そして飛び立つように命令を下すと、ディオンは翼を開き力強く羽ばたいた。
突如発生した空気の流れに監視員達は飛ばされそうになるが、何とかその場に踏み止まる。
しかし中には、情けない姿でこけてしまう者もいた。
「ああ、ウィル様」
「大丈夫だよ」
「それは、貴方様だけです」
「お、お待ち下さい」
だが、返事は返ってこなかった。
それはウィルとディオンの姿は、雲の中に消えてしまっていたからだ。
ウィルを止められなかったことに、監視員達は一斉に深い溜息をついていた。
これでウィルの身に何かがあったら、謝って済む問題ではない。
「大丈夫」と言っていたがあのように見えてアルンは、ウィルを溺愛していた。
それを知らない者は気楽であり、他者を不幸に巻き込んでしまう。
もし知っていたらこのような強行に及ばないが、知ることはない。
「そのように言われましても、アルン様は――」
そのように叫んだ所で、聞いてくれる相手は天高く飛んでいってしまった。
今は、無事を祈るしかない。
その思いは、全ての監視員にあった。
これにより、給料の減額は避けたかったからだ。
「やっぱり、凄い雲だな」
監視員にあのように言った手前、無事に帰宅しないといけない。
視界は、殆んど無いに等しい。
頼りになるのはディオンのみで、空を熟知している彼なら何とかしてくれるに違いない。
「無理はしなくていいから」
ディオンのことを気遣う言葉を発するが、本当は自身が怪我をしたくなかったからだ。
流石にそのように言えないので、心配をしているように装う。
しかし長い付き合いなので、ディオンは気付いていた。
ディオンはウィルの身を案じているので、無理なことは決して行わない。
それは友人であり母親のような存在のウィルを、誰よりも大切にしたいという思いが強く働いていたからだ。

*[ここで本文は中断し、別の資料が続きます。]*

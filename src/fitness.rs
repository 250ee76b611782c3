// ===== timeforge/src/fitness.rs =====
use crate::config::PenaltyWeights;
use crate::timetable::{Day, TimeSlot, Timetable};
use serde::Serialize;
use std::collections::HashMap;

/// Score of a timetable with missing required fields.
pub const MIN_SCORE: f64 = 0.0;
/// Score of a timetable with zero penalties.
pub const MAX_SCORE: f64 = 1.0;

/// Per-category counts behind a score, for the audit report.
#[derive(Debug, Clone, Copy, PartialEq, Serialize)]
pub struct ScoreBreakdown {
    pub complete: bool,
    pub clashes: u32,
    pub early_starts: u32,
    pub late_starts: u32,
    pub long_gaps: u32,
    pub penalty_total: f64,
    pub score: f64,
}

/// Scores candidate timetables. Deterministic: the same timetable
/// always yields the same score.
pub struct Evaluator {
    weights: PenaltyWeights,
}

impl Evaluator {
    pub fn new(weights: PenaltyWeights) -> Self {
        Self { weights }
    }

    /// Fast path used by the search loops. Secondary categories are
    /// only counted when their weight is non-zero.
    pub fn score(&self, timetable: &Timetable) -> f64 {
        if !timetable.is_fully_assigned() {
            return MIN_SCORE;
        }

        let w = &self.weights;
        let mut penalty = w.weight_clash * f64::from(count_clashes(timetable));

        if w.weight_early > 0.0 || w.weight_late > 0.0 {
            let (early, late) = count_hour_bound_offences(timetable, w.early_hour, w.late_hour);
            penalty += w.weight_early * f64::from(early);
            penalty += w.weight_late * f64::from(late);
        }
        if w.weight_gap > 0.0 {
            penalty += w.weight_gap * f64::from(count_long_gaps(timetable, w.max_gap_hours));
        }

        1.0 / (1.0 + penalty)
    }

    /// Rich path used by the audit report: every category is counted
    /// regardless of its weight.
    pub fn breakdown(&self, timetable: &Timetable) -> ScoreBreakdown {
        if !timetable.is_fully_assigned() {
            return ScoreBreakdown {
                complete: false,
                clashes: 0,
                early_starts: 0,
                late_starts: 0,
                long_gaps: 0,
                penalty_total: 0.0,
                score: MIN_SCORE,
            };
        }

        let w = &self.weights;
        let clashes = count_clashes(timetable);
        let (early_starts, late_starts) =
            count_hour_bound_offences(timetable, w.early_hour, w.late_hour);
        let long_gaps = count_long_gaps(timetable, w.max_gap_hours);

        let penalty_total = w.weight_clash * f64::from(clashes)
            + w.weight_early * f64::from(early_starts)
            + w.weight_late * f64::from(late_starts)
            + w.weight_gap * f64::from(long_gaps);

        ScoreBreakdown {
            complete: true,
            clashes,
            early_starts,
            late_starts,
            long_gaps,
            penalty_total,
            score: 1.0 / (1.0 + penalty_total),
        }
    }
}

/// Group-count clash policy: a (student, day, slot) group of any size
/// above one is a single clash, not a pairwise count.
fn count_clashes(timetable: &Timetable) -> u32 {
    let mut groups: HashMap<(&str, Day, TimeSlot), u32> = HashMap::new();
    for session in timetable.iter() {
        if let (Some(day), Some(slot)) = (session.day, session.slot) {
            *groups.entry((session.student.as_str(), day, slot)).or_default() += 1;
        }
    }
    groups.values().filter(|&&n| n > 1).count() as u32
}

fn count_hour_bound_offences(timetable: &Timetable, early_hour: u8, late_hour: u8) -> (u32, u32) {
    let mut early = 0;
    let mut late = 0;
    for session in timetable.iter() {
        if let Some(slot) = session.slot {
            if slot.start_hour < early_hour {
                early += 1;
            }
            if slot.start_hour > late_hour {
                late += 1;
            }
        }
    }
    (early, late)
}

/// Gaps are measured per student per day: consecutive sessions sorted
/// by start hour, one offence per gap above the threshold.
fn count_long_gaps(timetable: &Timetable, max_gap_hours: u8) -> u32 {
    let mut by_student_day: HashMap<(&str, Day), Vec<TimeSlot>> = HashMap::new();
    for session in timetable.iter() {
        if let (Some(day), Some(slot)) = (session.day, session.slot) {
            by_student_day
                .entry((session.student.as_str(), day))
                .or_default()
                .push(slot);
        }
    }

    let mut offences = 0;
    for slots in by_student_day.values_mut() {
        slots.sort();
        for pair in slots.windows(2) {
            let gap = i16::from(pair[1].start_hour) - i16::from(pair[0].end_hour);
            if gap > i16::from(max_gap_hours) {
                offences += 1;
            }
        }
    }
    offences
}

そのことが関係してか、メイド達に嫉妬心を抱いている。
過去にウィルがメイド達と楽しい会話をしている間に割り込み、邪魔したという微笑ましいエピソードが残っているほどだ。
その時は笑って済まされたが、後でウィルの雷が落ちた。
ディオンという存在が近くにいる限り、ウィルの恋が更に進展することはない。